Nesse sentido, esse estudo pretende incentivar as práticas musicais para os alunos da escola observada, levando em conta ser possível fazer música quando o professor busca esse objetivo e percebe essa necessidade de formação por si só, sem a interferência ou incentivo da instituição.  Para isso, foi realizado um estudo de caso com o grupo de alunos selecionados, visando perceber quais são os avanços em relação às atividades propostas.

Esta pesquisa pretende contribuir para o melhor entendimento dos enfrentamentos do professor de Arte para lecionar os conteúdos de música, sua formação e desafios diários. A mesma será realizada em escola de educação especial com alunos que apresentam deficiência intelectual. O grupo selecionado está entre a faixa etária de dezesseis a trinta anos - Ensino Fundamental I e Educação de Jovens e Adultos.

            A pesquisa está dividida em três capítulos principais subdivididos em tópicos, que irão esclarecer de forma mais direcionada cada especificidade sobre o tema.

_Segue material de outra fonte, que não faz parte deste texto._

//! # merkledrop CLI entry point
//!
//! Parses command-line arguments, initializes tracing, and dispatches to
//! subcommand handlers. Handlers return a process exit code.

use std::path::PathBuf;
use std::process::ExitCode;

use clap::{Parser, Subcommand};
use tracing_subscriber::EnvFilter;

use merkledrop_cli::build::{run_build, run_root, BuildArgs, RootArgs};
use merkledrop_cli::config::EncodingOverrides;
use merkledrop_cli::proof::{run_proof, ProofArgs};
use merkledrop_cli::verify::{run_verify, VerifyArgs};
use merkledrop_cli::GlobalOptions;
use merkledrop_core::{HashAlgorithm, LeafScheme, SchemaPreset};

/// merkledrop: Merkle commitments for airdrops and whitelists.
///
/// Builds a sorted-pair Merkle tree over JSON records, exports the root and
/// one inclusion proof per record, and verifies claims against a published
/// root.
#[derive(Parser, Debug)]
#[command(name = "merkledrop", version, about, long_about = None)]
struct Cli {
    /// Enable verbose output. Repeat for more verbosity (-v, -vv, -vvv).
    #[arg(short, long, action = clap::ArgAction::Count, global = true)]
    verbose: u8,

    /// Path to a YAML drop configuration.
    #[arg(long, global = true)]
    config: Option<PathBuf>,

    /// Built-in record schema (addresses, allocation, whitelist).
    #[arg(long, global = true, value_name = "PRESET")]
    schema: Option<SchemaPreset>,

    /// Leaf hashing scheme (single, double).
    #[arg(long, global = true, value_name = "SCHEME")]
    leaf: Option<LeafScheme>,

    /// Hash algorithm (keccak256, sha256).
    #[arg(long, global = true, value_name = "ALGORITHM")]
    hash: Option<HashAlgorithm>,

    #[command(subcommand)]
    command: Commands,
}

#[derive(Subcommand, Debug)]
enum Commands {
    /// Build the tree and write the root/proof artifact.
    Build(BuildArgs),

    /// Print the inclusion proof of one record.
    Proof(ProofArgs),

    /// Verify a record against an artifact's root.
    Verify(VerifyArgs),

    /// Print only the root of a record set.
    Root(RootArgs),
}

fn main() -> ExitCode {
    let cli = Cli::parse();

    let filter = match cli.verbose {
        0 => EnvFilter::new("warn"),
        1 => EnvFilter::new("info"),
        2 => EnvFilter::new("debug"),
        _ => EnvFilter::new("trace"),
    };

    tracing_subscriber::fmt()
        .with_env_filter(filter)
        .with_target(false)
        .with_writer(std::io::stderr)
        .init();

    tracing::debug!("merkledrop CLI starting");

    let opts = GlobalOptions {
        config: cli.config,
        overrides: EncodingOverrides {
            schema: cli.schema,
            leaf: cli.leaf,
            hash: cli.hash,
        },
    };

    let result = match cli.command {
        Commands::Build(args) => run_build(&args, &opts),
        Commands::Proof(args) => run_proof(&args, &opts),
        Commands::Verify(args) => run_verify(&args, &opts),
        Commands::Root(args) => run_root(&args, &opts),
    };

    match result {
        Ok(code) => ExitCode::from(code),
        Err(e) => {
            tracing::error!("{e:#}");
            ExitCode::from(2)
        }
    }
}
//! # merkledrop-cli — Command-Line Shell for merkledrop
//!
//! A thin shell over `merkledrop-tree`: it reads records and configuration
//! from disk, runs the commitment pipeline, and writes or checks artifacts.
//!
//! ## Subcommands
//!
//! - `merkledrop build`: build the tree, write the root/proof artifact.
//! - `merkledrop proof`: print one record's proof entry.
//! - `merkledrop verify`: check a record against an artifact's root.
//! - `merkledrop root`: print only the root.
//!
//! ```bash
//! merkledrop --schema allocation build -i recipients.json -o merkle.json
//! merkledrop --config drop.yaml root -i whitelist_data.json
//! merkledrop verify --artifact merkle.json --record '{"index":0,"address":"0x…"}'
//! ```
//!
//! ## Exit Codes
//!
//! `0` success or valid proof, `1` invalid proof or record not found,
//! `2` operational error.

pub mod build;
pub mod config;
pub mod input;
pub mod proof;
pub mod verify;

use std::path::PathBuf;

use anyhow::Result;

use merkledrop_core::LeafEncoding;

use crate::config::{DropConfig, EncodingOverrides};

/// Options shared by every subcommand.
#[derive(Debug, Clone, Default)]
pub struct GlobalOptions {
    /// YAML drop configuration, if any.
    pub config: Option<PathBuf>,
    /// Command-line encoding flags; they win over the configuration file.
    pub overrides: EncodingOverrides,
}

impl GlobalOptions {
    /// Resolve the leaf encoding for building a tree.
    pub fn encoding(&self) -> Result<LeafEncoding> {
        let config = match &self.config {
            Some(path) => DropConfig::load(path)?,
            None => DropConfig::default(),
        };
        config.with_overrides(&self.overrides).resolve()
    }
}
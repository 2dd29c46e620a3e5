//! # Field Primitives
//!
//! Validated newtypes for the values records are made of: 20-byte
//! Ethereum addresses and 256-bit unsigned integers. Both parse from the
//! loose forms found in snapshot files (JSON numbers, decimal strings, hex
//! strings) and reject anything that would not survive a fixed-width
//! encoding.

use std::fmt;
use std::str::FromStr;

use serde::{Deserialize, Deserializer, Serialize, Serializer};
use serde_json::Value;

use crate::digest::{decode_fixed_hex, strip_hex_prefix, Digest};
use crate::error::EncodingError;

/// A 20-byte Ethereum address.
#[derive(Clone, Copy, PartialEq, Eq, PartialOrd, Ord, Hash)]
pub struct Address([u8; 20]);

impl Address {
    /// Address width in bytes.
    pub const LEN: usize = 20;

    /// Wrap raw address bytes.
    pub const fn new(bytes: [u8; 20]) -> Self {
        Self(bytes)
    }

    /// Access the raw address bytes.
    pub const fn as_bytes(&self) -> &[u8; 20] {
        &self.0
    }

    /// Render as `0x` + 40 lowercase hex characters.
    pub fn to_hex(&self) -> String {
        format!("0x{}", hex::encode(self.0))
    }

    /// Parse a JSON value holding a hex address string.
    pub fn from_json(value: &Value) -> Result<Self, EncodingError> {
        match value {
            Value::String(s) => s.parse(),
            other => Err(EncodingError::UnexpectedValue {
                expected: "address",
                found: describe(other),
            }),
        }
    }
}

impl FromStr for Address {
    type Err = EncodingError;

    /// Parses exactly 40 hex digits, with or without `0x`. Mixed-case
    /// (checksummed) input is accepted but the checksum is not enforced.
    fn from_str(s: &str) -> Result<Self, Self::Err> {
        decode_fixed_hex::<20>(s).map(Self)
    }
}

impl fmt::Debug for Address {
    fn fmt(&self, f: &mut fmt::Formatter<'_>) -> fmt::Result {
        write!(f, "Address({})", self.to_hex())
    }
}

impl fmt::Display for Address {
    fn fmt(&self, f: &mut fmt::Formatter<'_>) -> fmt::Result {
        f.write_str(&self.to_hex())
    }
}

impl Serialize for Address {
    fn serialize<S: Serializer>(&self, serializer: S) -> Result<S::Ok, S::Error> {
        serializer.serialize_str(&self.to_hex())
    }
}

impl<'de> Deserialize<'de> for Address {
    fn deserialize<D: Deserializer<'de>>(deserializer: D) -> Result<Self, D::Error> {
        let s = String::deserialize(deserializer)?;
        s.parse().map_err(serde::de::Error::custom)
    }
}

/// An unsigned 256-bit integer, stored big-endian.
#[derive(Clone, Copy, Default, PartialEq, Eq, PartialOrd, Ord, Hash)]
pub struct Uint256([u8; 32]);

impl Uint256 {
    /// Zero.
    pub const ZERO: Self = Self([0u8; 32]);

    /// Construct from big-endian bytes.
    pub const fn from_be_bytes(bytes: [u8; 32]) -> Self {
        Self(bytes)
    }

    /// The 32-byte big-endian representation.
    pub const fn to_be_bytes(&self) -> [u8; 32] {
        self.0
    }

    /// Returns the value as `u64` if it fits.
    pub fn as_u64(&self) -> Option<u64> {
        if self.0[..24].iter().any(|b| *b != 0) {
            return None;
        }
        let mut low = [0u8; 8];
        low.copy_from_slice(&self.0[24..]);
        Some(u64::from_be_bytes(low))
    }

    /// Render in base 10.
    pub fn to_decimal_string(&self) -> String {
        let mut n = self.0;
        let mut digits: Vec<u8> = Vec::new();
        loop {
            let mut rem: u16 = 0;
            for byte in n.iter_mut() {
                let cur = (rem << 8) | u16::from(*byte);
                *byte = (cur / 10) as u8;
                rem = cur % 10;
            }
            digits.push(b'0' + rem as u8);
            if n.iter().all(|b| *b == 0) {
                break;
            }
        }
        digits.iter().rev().map(|d| char::from(*d)).collect()
    }

    /// Parse a JSON value: a non-negative integer, a decimal string, or a
    /// `0x` hex string.
    pub fn from_json(value: &Value) -> Result<Self, EncodingError> {
        match value {
            Value::Number(n) => {
                if let Some(u) = n.as_u64() {
                    Ok(Self::from(u))
                } else if n.as_i64().is_some() || n.as_f64().is_some_and(|f| f < 0.0) {
                    Err(EncodingError::Negative(n.to_string()))
                } else {
                    // Non-integral, or too large for serde_json's integer
                    // representation. Amounts beyond u64 must be strings.
                    Err(EncodingError::UnexpectedValue {
                        expected: "uint256",
                        found: format!("number {n}"),
                    })
                }
            }
            Value::String(s) => s.parse(),
            other => Err(EncodingError::UnexpectedValue {
                expected: "uint256",
                found: describe(other),
            }),
        }
    }

    fn parse_decimal(digits: &str) -> Result<Self, EncodingError> {
        let mut out = [0u8; 32];
        for c in digits.bytes() {
            if !c.is_ascii_digit() {
                return Err(EncodingError::InvalidInteger(digits.to_string()));
            }
            let mut carry = u16::from(c - b'0');
            for byte in out.iter_mut().rev() {
                let v = u16::from(*byte) * 10 + carry;
                *byte = (v & 0xff) as u8;
                carry = v >> 8;
            }
            if carry != 0 {
                return Err(EncodingError::Overflow(digits.to_string()));
            }
        }
        Ok(Self(out))
    }

    fn parse_hex(input: &str, digits: &str) -> Result<Self, EncodingError> {
        if digits.is_empty() {
            return Err(EncodingError::InvalidInteger(input.to_string()));
        }
        let significant = digits.trim_start_matches('0');
        if significant.len() > 64 {
            return Err(EncodingError::Overflow(input.to_string()));
        }
        let padded = format!("{significant:0>64}");
        let mut out = [0u8; 32];
        hex::decode_to_slice(&padded, &mut out)
            .map_err(|e| EncodingError::InvalidHex(format!("{input:?}: {e}")))?;
        Ok(Self(out))
    }
}

impl From<u64> for Uint256 {
    fn from(value: u64) -> Self {
        let mut out = [0u8; 32];
        out[24..].copy_from_slice(&value.to_be_bytes());
        Self(out)
    }
}

impl FromStr for Uint256 {
    type Err = EncodingError;

    fn from_str(s: &str) -> Result<Self, Self::Err> {
        let trimmed = s.trim();
        if trimmed.starts_with('-') {
            return Err(EncodingError::Negative(trimmed.to_string()));
        }
        if trimmed.is_empty() {
            return Err(EncodingError::InvalidInteger(s.to_string()));
        }
        let digits = strip_hex_prefix(trimmed);
        if digits.len() != trimmed.len() {
            Self::parse_hex(trimmed, digits)
        } else {
            Self::parse_decimal(trimmed)
        }
    }
}

impl fmt::Debug for Uint256 {
    fn fmt(&self, f: &mut fmt::Formatter<'_>) -> fmt::Result {
        write!(f, "Uint256({})", self.to_decimal_string())
    }
}

impl fmt::Display for Uint256 {
    fn fmt(&self, f: &mut fmt::Formatter<'_>) -> fmt::Result {
        f.write_str(&self.to_decimal_string())
    }
}

/// A parsed, width-checked record field.
#[derive(Debug, Clone, Copy, PartialEq, Eq, Hash)]
pub enum FieldValue {
    /// 20-byte address.
    Address(Address),
    /// 256-bit unsigned integer.
    Uint256(Uint256),
    /// Opaque 32-byte word.
    Bytes32(Digest),
}

impl FieldValue {
    /// Normalized JSON form: lowercase `0x` hex for byte values, a decimal
    /// string for integers.
    pub fn to_json(&self) -> Value {
        match self {
            Self::Address(a) => Value::String(a.to_hex()),
            Self::Uint256(u) => Value::String(u.to_decimal_string()),
            Self::Bytes32(d) => Value::String(d.to_hex()),
        }
    }
}

/// Short description of a JSON value for error messages.
pub(crate) fn describe(value: &Value) -> String {
    match value {
        Value::Null => "null".to_string(),
        Value::Bool(_) => "boolean".to_string(),
        Value::Number(n) => format!("number {n}"),
        Value::String(s) => format!("string {s:?}"),
        Value::Array(_) => "array".to_string(),
        Value::Object(_) => "object".to_string(),
    }
}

O primeiro capítulo aborda alguns assuntos pertinentes ao ensino de alunos que apresentam deficiência intelectual, iniciando com um retrospecto histórico acerca das especificidades da trajetória. Assim, foram utilizados alguns autores tais como Jannuzzi (2006); Fernandes (2006); Stobaus e Mosquera (2003); Pan (2004); Brasil (1990); Brasil (1996), que abordam um breve panorama sobre como os deficientes eram vistos pela sociedade e contribuições em relação a políticas públicas de apoio e respeito para com os portadores de necessidades especiais. Com relação ao tópico da definição, há um breve texto relacionando dois autores acerca da terminologia, que são Facion (2008) e Sassaki (2011).

No segundo capitulo há aspectos legais sucintos com relação à educação especial de um modo geral, baseando-se nas obras de Mazzotta (2011). Em seguida, as contribuições acerca da educação especial musical nas palavras de Penna (1999); Brasil (2008); e relacionados aos aspectos legais sobre a educação especial musical Brasil (1971); (1996); Brasil (1997); Brasil (2001); Brasil (2002); Brasil (2009); Siluk (2012); Loureiro (2003); Fernandes (2010); SEED (2008) e Piekarski (2014).

O terceiro e último capitulo traz a metodologia utilizada e os métodos aplicados com os alunos, bem como a análise dos dados coletados no estudo de caso aqui proposto em uma escola de educação especial em Curitiba, fazendo os comparativos das coletas dos dados e as conquistas do grupo durante as atividades aplicadas. Sendo assim a mesma está pautada em autores como Silva (apud MATEIRO E ILARI, 2011); Fonterrada (2008); Puga (2003) Glat (2007) e Freire (2007).